§ SUPPLIED MATERIAL
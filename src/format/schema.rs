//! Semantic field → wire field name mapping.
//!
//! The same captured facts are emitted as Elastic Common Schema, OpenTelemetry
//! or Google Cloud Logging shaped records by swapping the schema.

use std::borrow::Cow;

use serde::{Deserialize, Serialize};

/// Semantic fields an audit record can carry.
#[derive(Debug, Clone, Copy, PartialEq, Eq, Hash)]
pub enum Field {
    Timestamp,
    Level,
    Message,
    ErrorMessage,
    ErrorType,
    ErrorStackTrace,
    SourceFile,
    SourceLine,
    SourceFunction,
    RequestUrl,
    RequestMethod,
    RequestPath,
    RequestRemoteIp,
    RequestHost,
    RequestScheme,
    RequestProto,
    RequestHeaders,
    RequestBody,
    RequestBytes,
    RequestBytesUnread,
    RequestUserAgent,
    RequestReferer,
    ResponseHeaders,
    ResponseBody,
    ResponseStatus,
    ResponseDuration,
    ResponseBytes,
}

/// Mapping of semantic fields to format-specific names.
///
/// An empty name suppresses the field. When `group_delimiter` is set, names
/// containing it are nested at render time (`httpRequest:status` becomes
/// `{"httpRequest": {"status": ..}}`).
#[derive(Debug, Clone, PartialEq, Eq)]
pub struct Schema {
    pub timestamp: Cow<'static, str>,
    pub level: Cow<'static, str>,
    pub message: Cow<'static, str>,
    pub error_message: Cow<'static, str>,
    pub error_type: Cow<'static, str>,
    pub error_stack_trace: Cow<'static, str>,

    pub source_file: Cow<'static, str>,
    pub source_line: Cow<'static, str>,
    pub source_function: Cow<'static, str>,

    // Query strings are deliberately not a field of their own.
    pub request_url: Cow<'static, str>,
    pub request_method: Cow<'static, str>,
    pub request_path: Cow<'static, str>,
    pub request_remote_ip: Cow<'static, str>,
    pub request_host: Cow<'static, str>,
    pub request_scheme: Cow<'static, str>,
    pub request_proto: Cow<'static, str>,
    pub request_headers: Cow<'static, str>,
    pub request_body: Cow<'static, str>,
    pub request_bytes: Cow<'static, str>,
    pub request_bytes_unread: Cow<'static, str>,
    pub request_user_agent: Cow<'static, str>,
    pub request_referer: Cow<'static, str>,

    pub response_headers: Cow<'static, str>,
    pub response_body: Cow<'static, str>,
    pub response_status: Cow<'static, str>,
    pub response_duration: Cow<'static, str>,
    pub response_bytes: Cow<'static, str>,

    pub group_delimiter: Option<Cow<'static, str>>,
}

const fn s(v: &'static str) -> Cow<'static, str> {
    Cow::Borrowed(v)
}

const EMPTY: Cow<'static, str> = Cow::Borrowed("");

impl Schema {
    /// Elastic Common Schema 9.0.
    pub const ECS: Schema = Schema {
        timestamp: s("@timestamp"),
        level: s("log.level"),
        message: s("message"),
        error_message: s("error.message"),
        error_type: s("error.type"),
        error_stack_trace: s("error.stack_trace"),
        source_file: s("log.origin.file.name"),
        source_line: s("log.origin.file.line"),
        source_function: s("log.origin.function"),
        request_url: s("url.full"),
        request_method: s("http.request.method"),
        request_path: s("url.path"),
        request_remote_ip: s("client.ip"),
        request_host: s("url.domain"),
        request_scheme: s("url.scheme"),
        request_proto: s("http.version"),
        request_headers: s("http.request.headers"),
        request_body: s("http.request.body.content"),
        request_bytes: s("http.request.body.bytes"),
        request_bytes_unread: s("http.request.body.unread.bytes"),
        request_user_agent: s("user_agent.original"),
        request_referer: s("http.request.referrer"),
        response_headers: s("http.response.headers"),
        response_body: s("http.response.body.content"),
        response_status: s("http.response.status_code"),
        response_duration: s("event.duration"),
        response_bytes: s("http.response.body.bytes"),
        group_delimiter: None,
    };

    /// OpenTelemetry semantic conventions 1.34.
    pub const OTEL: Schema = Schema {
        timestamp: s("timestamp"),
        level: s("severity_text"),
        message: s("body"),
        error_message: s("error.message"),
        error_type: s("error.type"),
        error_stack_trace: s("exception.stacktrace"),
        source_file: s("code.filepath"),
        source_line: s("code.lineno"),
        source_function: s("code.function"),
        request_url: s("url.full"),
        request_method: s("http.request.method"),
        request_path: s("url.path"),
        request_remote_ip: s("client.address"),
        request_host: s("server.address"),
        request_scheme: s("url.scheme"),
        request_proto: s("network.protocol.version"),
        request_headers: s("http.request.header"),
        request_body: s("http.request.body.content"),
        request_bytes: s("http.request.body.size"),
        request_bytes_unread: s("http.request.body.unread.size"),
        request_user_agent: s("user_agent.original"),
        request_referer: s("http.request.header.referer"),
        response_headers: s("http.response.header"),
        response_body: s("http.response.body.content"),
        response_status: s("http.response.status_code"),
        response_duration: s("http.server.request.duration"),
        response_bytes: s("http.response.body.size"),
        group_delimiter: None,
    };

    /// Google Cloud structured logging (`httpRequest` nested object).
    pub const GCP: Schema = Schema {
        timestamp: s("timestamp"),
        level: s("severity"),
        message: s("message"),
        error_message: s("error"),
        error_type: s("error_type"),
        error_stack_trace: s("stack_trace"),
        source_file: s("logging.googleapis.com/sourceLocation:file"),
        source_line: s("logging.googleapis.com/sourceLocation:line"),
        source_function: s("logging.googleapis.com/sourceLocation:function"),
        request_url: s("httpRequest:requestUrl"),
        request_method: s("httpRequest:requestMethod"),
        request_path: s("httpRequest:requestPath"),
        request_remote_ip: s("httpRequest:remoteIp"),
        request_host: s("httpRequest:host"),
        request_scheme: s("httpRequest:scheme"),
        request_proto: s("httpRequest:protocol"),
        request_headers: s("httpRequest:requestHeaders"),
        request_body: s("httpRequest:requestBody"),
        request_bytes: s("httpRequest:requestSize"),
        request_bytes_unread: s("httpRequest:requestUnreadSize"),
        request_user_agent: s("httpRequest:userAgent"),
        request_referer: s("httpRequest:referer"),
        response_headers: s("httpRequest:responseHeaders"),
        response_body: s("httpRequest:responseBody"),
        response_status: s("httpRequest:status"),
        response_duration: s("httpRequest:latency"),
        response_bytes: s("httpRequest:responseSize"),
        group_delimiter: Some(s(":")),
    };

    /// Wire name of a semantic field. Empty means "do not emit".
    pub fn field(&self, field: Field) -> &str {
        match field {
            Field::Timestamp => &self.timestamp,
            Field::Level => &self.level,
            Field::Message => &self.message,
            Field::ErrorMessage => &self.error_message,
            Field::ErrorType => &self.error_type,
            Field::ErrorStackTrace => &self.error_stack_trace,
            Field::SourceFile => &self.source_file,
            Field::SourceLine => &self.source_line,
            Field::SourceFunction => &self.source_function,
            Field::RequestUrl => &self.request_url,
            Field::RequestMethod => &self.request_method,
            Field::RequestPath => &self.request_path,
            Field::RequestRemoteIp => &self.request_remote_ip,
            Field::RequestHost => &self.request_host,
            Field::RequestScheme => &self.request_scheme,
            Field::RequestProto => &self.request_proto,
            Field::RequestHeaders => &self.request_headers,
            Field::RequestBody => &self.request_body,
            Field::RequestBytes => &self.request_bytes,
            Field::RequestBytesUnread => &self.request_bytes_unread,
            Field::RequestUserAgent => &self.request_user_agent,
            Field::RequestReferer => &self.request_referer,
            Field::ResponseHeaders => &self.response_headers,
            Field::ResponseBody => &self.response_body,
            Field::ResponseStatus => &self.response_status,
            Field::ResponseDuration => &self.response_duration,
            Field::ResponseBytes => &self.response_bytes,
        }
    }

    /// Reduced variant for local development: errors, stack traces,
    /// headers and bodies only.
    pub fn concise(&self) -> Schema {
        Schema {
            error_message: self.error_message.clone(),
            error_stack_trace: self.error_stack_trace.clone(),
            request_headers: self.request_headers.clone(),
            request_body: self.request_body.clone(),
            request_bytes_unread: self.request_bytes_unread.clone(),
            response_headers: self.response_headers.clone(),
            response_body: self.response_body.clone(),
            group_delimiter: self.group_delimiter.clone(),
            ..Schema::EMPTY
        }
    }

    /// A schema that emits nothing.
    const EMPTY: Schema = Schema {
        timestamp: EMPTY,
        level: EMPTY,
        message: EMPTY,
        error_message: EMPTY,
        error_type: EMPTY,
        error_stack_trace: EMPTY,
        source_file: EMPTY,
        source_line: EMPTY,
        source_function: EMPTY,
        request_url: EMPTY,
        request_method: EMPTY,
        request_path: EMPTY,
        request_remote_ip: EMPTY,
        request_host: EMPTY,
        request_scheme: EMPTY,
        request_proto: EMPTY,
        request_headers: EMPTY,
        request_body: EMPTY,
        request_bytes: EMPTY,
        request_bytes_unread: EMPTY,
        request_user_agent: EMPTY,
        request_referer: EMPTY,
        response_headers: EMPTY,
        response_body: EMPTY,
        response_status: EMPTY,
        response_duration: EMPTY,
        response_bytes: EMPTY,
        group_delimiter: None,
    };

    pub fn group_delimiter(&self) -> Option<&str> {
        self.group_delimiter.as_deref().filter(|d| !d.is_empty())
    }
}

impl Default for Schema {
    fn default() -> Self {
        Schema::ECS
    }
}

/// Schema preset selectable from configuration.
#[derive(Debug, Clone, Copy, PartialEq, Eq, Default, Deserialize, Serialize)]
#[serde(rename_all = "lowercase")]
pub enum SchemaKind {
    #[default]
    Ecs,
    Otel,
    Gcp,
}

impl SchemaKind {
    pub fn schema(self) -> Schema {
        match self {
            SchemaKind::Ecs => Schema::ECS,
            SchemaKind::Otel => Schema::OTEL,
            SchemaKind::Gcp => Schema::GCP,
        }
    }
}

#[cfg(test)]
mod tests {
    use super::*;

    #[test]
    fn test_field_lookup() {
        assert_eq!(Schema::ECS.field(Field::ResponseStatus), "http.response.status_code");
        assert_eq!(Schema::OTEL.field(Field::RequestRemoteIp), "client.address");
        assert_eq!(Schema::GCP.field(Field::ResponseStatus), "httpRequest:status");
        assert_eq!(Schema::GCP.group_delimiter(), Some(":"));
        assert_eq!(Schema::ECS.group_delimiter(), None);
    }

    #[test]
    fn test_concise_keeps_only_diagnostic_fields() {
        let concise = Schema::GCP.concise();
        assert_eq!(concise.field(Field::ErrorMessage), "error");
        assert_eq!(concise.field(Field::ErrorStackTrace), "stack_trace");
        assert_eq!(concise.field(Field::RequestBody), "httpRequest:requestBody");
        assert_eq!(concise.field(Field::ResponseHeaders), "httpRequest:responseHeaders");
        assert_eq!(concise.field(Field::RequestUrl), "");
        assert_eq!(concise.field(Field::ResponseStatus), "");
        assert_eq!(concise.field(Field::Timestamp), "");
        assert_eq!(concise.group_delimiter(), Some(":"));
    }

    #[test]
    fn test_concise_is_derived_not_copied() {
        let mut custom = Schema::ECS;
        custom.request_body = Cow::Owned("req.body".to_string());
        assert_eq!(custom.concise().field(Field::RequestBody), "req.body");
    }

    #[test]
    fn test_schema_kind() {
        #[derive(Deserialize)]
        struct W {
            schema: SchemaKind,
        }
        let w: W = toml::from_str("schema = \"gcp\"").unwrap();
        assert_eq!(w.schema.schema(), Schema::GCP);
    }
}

---

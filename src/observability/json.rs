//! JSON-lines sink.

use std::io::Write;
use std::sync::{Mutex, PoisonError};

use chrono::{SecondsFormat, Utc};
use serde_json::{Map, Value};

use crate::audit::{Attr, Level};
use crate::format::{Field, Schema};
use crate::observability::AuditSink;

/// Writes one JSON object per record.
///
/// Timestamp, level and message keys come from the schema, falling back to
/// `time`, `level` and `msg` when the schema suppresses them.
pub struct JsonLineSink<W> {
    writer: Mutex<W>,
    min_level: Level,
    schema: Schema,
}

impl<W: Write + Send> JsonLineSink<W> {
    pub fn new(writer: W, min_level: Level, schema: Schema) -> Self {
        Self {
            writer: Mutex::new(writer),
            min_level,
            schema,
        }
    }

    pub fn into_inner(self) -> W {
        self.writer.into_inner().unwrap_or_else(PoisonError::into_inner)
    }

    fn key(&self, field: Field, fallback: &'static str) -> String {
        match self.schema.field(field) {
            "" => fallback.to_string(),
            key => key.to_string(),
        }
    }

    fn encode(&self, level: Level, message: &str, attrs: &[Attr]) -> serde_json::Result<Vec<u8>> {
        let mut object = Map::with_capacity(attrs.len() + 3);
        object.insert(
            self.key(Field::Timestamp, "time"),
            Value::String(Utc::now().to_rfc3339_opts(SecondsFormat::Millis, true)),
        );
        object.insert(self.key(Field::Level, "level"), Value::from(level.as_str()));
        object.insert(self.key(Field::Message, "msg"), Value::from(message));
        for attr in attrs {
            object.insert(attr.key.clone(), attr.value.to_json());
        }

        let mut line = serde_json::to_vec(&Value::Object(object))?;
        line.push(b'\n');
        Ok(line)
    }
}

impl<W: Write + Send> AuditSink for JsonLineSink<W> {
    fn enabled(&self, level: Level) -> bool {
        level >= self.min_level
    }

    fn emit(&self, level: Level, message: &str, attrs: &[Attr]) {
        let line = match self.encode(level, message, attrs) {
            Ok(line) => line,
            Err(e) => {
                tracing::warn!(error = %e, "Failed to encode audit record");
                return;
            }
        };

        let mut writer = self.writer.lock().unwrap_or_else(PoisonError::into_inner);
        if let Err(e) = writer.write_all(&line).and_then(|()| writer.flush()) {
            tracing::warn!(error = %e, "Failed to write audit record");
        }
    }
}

§ TASK TO COMPLETE
Beginning with the line that has "filename src/format/schema.rs" and ending with the line that has "of their own.", set down the lines above exactly and include no others.

§ RESPONSE TO THIS TASK
filename src/format/schema.rs
//! Semantic field → wire field name mapping.
//!
//! The same captured facts are emitted as Elastic Common Schema, OpenTelemetry
//! or Google Cloud Logging shaped records by swapping the schema.

use std::borrow::Cow;

use serde::{Deserialize, Serialize};

/// Semantic fields an audit record can carry.
#[derive(Debug, Clone, Copy, PartialEq, Eq, Hash)]
pub enum Field {
    Timestamp,
    Level,
    Message,
    ErrorMessage,
    ErrorType,
    ErrorStackTrace,
    SourceFile,
    SourceLine,
    SourceFunction,
    RequestUrl,
    RequestMethod,
    RequestPath,
    RequestRemoteIp,
    RequestHost,
    RequestScheme,
    RequestProto,
    RequestHeaders,
    RequestBody,
    RequestBytes,
    RequestBytesUnread,
    RequestUserAgent,
    RequestReferer,
    ResponseHeaders,
    ResponseBody,
    ResponseStatus,
    ResponseDuration,
    ResponseBytes,
}

/// Mapping of semantic fields to format-specific names.
///
/// An empty name suppresses the field. When `group_delimiter` is set, names
/// containing it are nested at render time (`httpRequest:status` becomes
/// `{"httpRequest": {"status": ..}}`).
#[derive(Debug, Clone, PartialEq, Eq)]
pub struct Schema {
    pub timestamp: Cow<'static, str>,
    pub level: Cow<'static, str>,
    pub message: Cow<'static, str>,
    pub error_message: Cow<'static, str>,
    pub error_type: Cow<'static, str>,
    pub error_stack_trace: Cow<'static, str>,

    pub source_file: Cow<'static, str>,
    pub source_line: Cow<'static, str>,
    pub source_function: Cow<'static, str>,

    // Query strings are deliberately not a field of their own.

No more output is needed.